Downtown Hartford’s newest residential building appears to have tapped an underserved sliver of the urban housing market.
The Hollander Foundation Center, 410 Asylum St., opposite Bushnell Park, has signed takers for its 56 apartments priced at below market monthly rents of $600 to $900 for residents whose incomes qualify, leasing officials say.
Meanwhile, all but three of the 14 two-bedroom units priced at market at $1,350 to $1,650 a month are under deposit, said Sharon McLaughlin Gowen, director of Connecticut Community Partnerships for Common Ground, the New York nonprofit housing developer that owns the building.
Seven households will be in the building by month’s end, with the rest of the move-ins staggered out for weeks after to avoid gridlock, Gowen said.
The Hollander brings to 1,269 the number of residential units in the central business district, making it Hartford’s fastest-growing neighborhood, according to the city’s Department of Development Services. (The central district is bounded by Interstate 84 to the north; City Hall and Arch Street to the south; High Street to the west; and Columbus Boulevard to the east.)
Barely two decades ago, downtown counted more than 300 apartments and condominiums, the city agency said. Of the latest total, 715 luxury units were added in the last five years with the opening of high-rise Hartford 21, Trumbull On the Park, 55 On The Park, and The Lofts At Main and Temple.
But a test of The Hollander’s commercial viability will come after Memorial Day, when marketing begins in earnest on its 13,000 square feet of streetside commercial space.
Common Ground acknowledges competing in a sluggish downtown retail-lease market. An exhaustive survey last August by the city found four of every 10 square feet of retail space was vacant.
It is a vacancy level that Gowen sees “as an opportunity’’ for visionary entrepreneurs because, she says, “rents will never be lower than they are now.’’ Talks are underway, she says, with a potential tenant about opening a café-bookstore on the ground floor.
Gowen, who has spent 45 years living and working in Hartford, describes Common Ground’s vision of The Hollander “as a community within a community.’’
Common Ground’s optimism for The Hollander commercially also is reflected in its assignment of Kathryn Frankel, a Quinnipiac law grad from Chappaqua, N.Y., as an economic development coordinator to the property.

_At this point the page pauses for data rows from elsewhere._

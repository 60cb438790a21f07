//! MCP protocol types (JSON-RPC 2.0).

use serde::{Deserialize, Deserializer, Serialize};
use serde_json::Value;

pub const PARSE_ERROR: i32 = -32700;
pub const INVALID_REQUEST: i32 = -32600;
pub const METHOD_NOT_FOUND: i32 = -32601;
pub const INVALID_PARAMS: i32 = -32602;
pub const INTERNAL_ERROR: i32 = -32603;

/// JSON-RPC request. A request without an id is a notification.
#[derive(Debug, Deserialize)]
pub struct JsonRpcRequest {
    pub jsonrpc: String,
    /// `None` when the member is absent, `Some(Value::Null)` for `"id": null`
    #[serde(default, deserialize_with = "present")]
    pub id: Option<Value>,
    pub method: String,
    #[serde(default)]
    pub params: Option<Value>,
}

fn present<'de, D: Deserializer<'de>>(deserializer: D) -> Result<Option<Value>, D::Error> {
    Value::deserialize(deserializer).map(Some)
}

/// JSON-RPC response.
#[derive(Debug, Serialize)]
pub struct JsonRpcResponse {
    pub jsonrpc: String,
    pub id: Option<Value>,
    #[serde(skip_serializing_if = "Option::is_none")]
    pub result: Option<Value>,
    #[serde(skip_serializing_if = "Option::is_none")]
    pub error: Option<JsonRpcError>,
}

impl JsonRpcResponse {
    pub fn success(id: Option<Value>, result: Value) -> Self {
        Self {
            jsonrpc: "2.0".to_string(),
            id,
            result: Some(result),
            error: None,
        }
    }

    pub fn error(id: Option<Value>, code: i32, message: &str) -> Self {
        Self {
            jsonrpc: "2.0".to_string(),
            id,
            result: None,
            error: Some(JsonRpcError {
                code,
                message: message.to_string(),
            }),
        }
    }

    /// Serialize `result` into a success response
    pub fn from_result<T: Serialize>(id: Option<Value>, result: &T) -> Self {
        match serde_json::to_value(result) {
            Ok(value) => Self::success(id, value),
            Err(e) => Self::error(id, INTERNAL_ERROR, &format!("Failed to encode result: {e}")),
        }
    }
}

#[derive(Debug, Serialize)]
pub struct JsonRpcError {
    pub code: i32,
    pub message: String,
}

/// MCP Initialize request params.
#[derive(Debug, Deserialize)]
#[serde(rename_all = "camelCase")]
pub struct InitializeParams {
    #[serde(default)]
    pub protocol_version: Option<String>,
    #[serde(default)]
    pub client_info: Option<ClientInfo>,
}

#[derive(Debug, Deserialize)]
pub struct ClientInfo {
    pub name: String,
    #[serde(default)]
    pub version: Option<String>,
}

/// MCP Initialize response.
#[derive(Debug, Serialize)]
#[serde(rename_all = "camelCase")]
pub struct InitializeResult {
    pub protocol_version: String,
    pub capabilities: ServerCapabilities,
    pub server_info: ServerInfo,
}

#[derive(Debug, Serialize)]
pub struct ServerCapabilities {
    pub tools: ToolsCapability,
}

#[derive(Debug, Serialize)]
pub struct ToolsCapability {
    #[serde(rename = "listChanged")]
    pub list_changed: bool,
}

#[derive(Debug, Serialize)]
pub struct ServerInfo {
    pub name: String,
    pub version: String,
}

/// Tool definition.
#[derive(Debug, Serialize, Clone)]
#[serde(rename_all = "camelCase")]
pub struct Tool {
    pub name: String,
    pub description: String,
    pub input_schema: Value,
}

/// Tools list response.
#[derive(Debug, Serialize)]
pub struct ToolsListResult {
    pub tools: Vec<Tool>,
}

/// Tool call request params.
#[derive(Debug, Deserialize)]
pub struct ToolCallParams {
    pub name: String,
    #[serde(default)]
    pub arguments: Option<Value>,
}

/// Tool call response.
#[derive(Debug, Serialize)]
pub struct ToolCallResult {
    pub content: Vec<ToolContent>,
    #[serde(rename = "isError", skip_serializing_if = "Option::is_none")]
    pub is_error: Option<bool>,
}

#[derive(Debug, Serialize)]
#[serde(tag = "type")]
pub enum ToolContent {
    #[serde(rename = "text")]
    Text { text: String },
}

impl ToolCallResult {
    pub fn text(text: String) -> Self {
        Self {
            content: vec![ToolContent::Text { text }],
            is_error: None,
        }
    }

    pub fn error(message: String) -> Self {
        Self {
            content: vec![ToolContent::Text { text: message }],
            is_error: Some(true),
        }
    }

    /// Tool output encoded as a JSON text block
    pub fn json<T: Serialize>(value: &T) -> Self {
        match serde_json::to_string_pretty(value) {
            Ok(text) => Self::text(text),
            Err(e) => Self::error(format!("Failed to encode tool output: {e}")),
        }
    }
}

Common Ground spent nearly two years and $22 million renovating the historic six-story building that once housed a bank, among other businesses and offices. Funding came from a number of public sources, including low-income housing tax credits, federal and state historic tax credits, the Connecticut Housing Finance Authority and the city.
The 84-year-old edifice, formerly known as the Capitol Building, was donated to Common Ground by the foundation of Stamford technology entrepreneur Milton B. Hollander and his wife Betty Ruth.
Aside from its renovation to one- and two-bedroom apartments brimming with amenities — including granite countertops, wall-to-wall carpet and wash-dryer hookup — the building also offers the latest in energy-saving features. Heat and hot water are included in the rent.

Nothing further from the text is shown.